Finis les bons vieux almanachs pour anticiper les caprices de la météo. Des plateformes numériques peuvent traiter en quelques minutes des données que les experts mettaient des mois à analyser.
C'est ce que propose Traive, start-up créée en 2018 par la Brésilienne Aline Oliveira Pezente, 39 ans, originaire de l'Etat du Minas Gerais (sud-est).
Auparavant, elle travaillait pour le géant de l'agro-alimentaire Louis-Dreyfus Commodities (LDC), où elle a identifié un problème de taille pour les fermiers de son pays.
Au Brésil, premier exportateur mondial de soja, de viande bovine, de sucre et de maïs, les producteurs ont besoin de crédit pour acheter par exemple des semences ou des fertilisants et répondre à cette énorme demande extérieure.
Or, selon elle, les prêts sont difficiles à obtenir, car les banques sont souvent rebutées par la tâche fastidieuse d'évaluation des risques, aussi bien naturels, comme la sécheresse ou les inondations, que financiers, comme un effondrement des cours de certains produits.
Drones et satellites
Aline Oliveira Pezente a décidé d'étudier le problème à fond à la prestigieuse université américaine Massachusetts Institute of Technology (MIT), où elle s'est spécialisée en intelligence artificielle et analyse de données.
"Les banques utilisaient leur propre modèle d'analyse de risques - un genre d'énorme tableau Excel.

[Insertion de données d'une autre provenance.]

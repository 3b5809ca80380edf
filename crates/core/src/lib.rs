//! Core library for the carrier realization window.
//!
//! A timeline processor produces an arena of [`Carrier`]s; a
//! [`RealizationWindow`] decides each tick which of them need a live visual,
//! binds those to instances borrowed from per-category [`ObjectPool`]s, and
//! returns instances once carriers leave both the display and judge windows.
//! Rendering, audio, and judging stay outside and talk to the window only
//! through [`VisualBinding`], [`VisualFactory`], and [`PlayPosition`].

pub mod carrier;
pub mod chart;
pub mod clock;
pub mod config;
pub mod error;
pub mod fraction;
pub mod pointer_list;
pub mod pool;
pub mod visual;
pub mod window;

pub use carrier::{Carrier, CarrierId, CarrierTiming, Category};
pub use chart::ChartFile;
pub use clock::{PlayPosition, PlaybackClock};
pub use config::{CategoryConfig, DebugConfig, LayerConfig, PoolConfig, WindowConfig};
pub use error::{Result, WindowError};
pub use fraction::Fraction;
pub use pointer_list::PointerList;
pub use pool::ObjectPool;
pub use visual::{LayerView, VisualBinding, VisualFactory};
pub use window::{LoadSummary, PoolSetup, RealizationWindow, TickReport, WindowDiagnostics};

Mais c'est très difficile pour un être humain, même s'il est expert en mathématiques et en statistiques, d'identifier toutes les nuances et les variables à partir des données", explique-t-elle à l'AFP.
"Il fallait trois mois pour faire un calcul qu'on peut faire aujourd'hui en cinq minutes, avec bien plus d'exactitude", insiste-t-elle.
Son entreprise Traive, cofondée avec son mari Fabricio Pezente, a pour clients des géants de l'agro-alimentaire comme Syngenta, des fintechs (entreprises utilisant les nouvelles technologies pour optimiser les activités financières) et la deuxième banque d'Amérique Latine, Banco do Brasil.
Plus de 70.000 agriculteurs utilisent sa plateforme, qui a permis de faciliter l'accès à près d'un milliard de dollars de crédits.
Longs cheveux teints en mauve, cravate noire sur chemisier blanc, Aline Oliveira Pezente a présenté son travail cette semaine à Rio de Janeiro lors du Web Summit, une conférence connue comme le "Davos des geeks", dont l'AFP était cette année partenaire média.
Lors d'une table ronde intitulée "Moisson de données, la prochaine révolution agricole", elle avait à ses côtés l'entrepreneur porto-ricain Alejandro Mieses, 39 ans lui aussi.
Sa start-up, TerraFirma, a développé un modèle d'intelligence artificielle qui analyse des données de satellites pour aider à prédire d'éventuels désastres naturels.
"La base, c'est de comprendre comment les mouvements de l'eau et du vent, l'exposition au soleil, peuvent avoir un impact sur les terres agricoles", explique-t-il.
Dans le monde entier, les agriculteurs ont de plus en plus recours à l'IA pour augmenter leur rendement, utilisant par exemple des tracteurs à pilote automatique ou des drones pour observer les cultures ou le bétail.
"Régénérer l'environnement"
Le secteur agricole fait face à de nombreuses critiques dans des pays comme le Brésil pour son impact environnemental, notamment en Amazonie, où la préservation de la forêt tropicale est un enjeu vital dans la lutte contre le réchauffement climatique.
Pour les plus optimistes, les nouvelles technologies comme l'IA représentent un espoir alors que la population mondiale pourrait atteindre les dix milliards d'ici 2050.
Mariana Vasconcelos, 32 ans, est à la tête d'Agrosmart, une start-up qui a développé une plateforme utilisant l'IA pour aider les fermiers à évaluer les risques climatiques, mais aussi à produire de façon plus respectueuse de l'environnement.
"L'Organisation des Nations unies pour l'alimentation et l'agriculture (FAO) dit qu'il faut augmenter la production de nourriture pour alimenter une population en augmentation. Mais il faut produire davantage, tout en utilisant moins de terres, en réduisant la déforestation et l'empreinte carbone", indique-t-elle à l'AFP, en marge du Web Summit.
"On oppose souvent nature et agriculture, mais la technologie peut aider à régénérer l'environnement, en trouvant le bon équilibre entre cultures, élevage et forêts", dit-elle, croyant à "un modèle plus durable".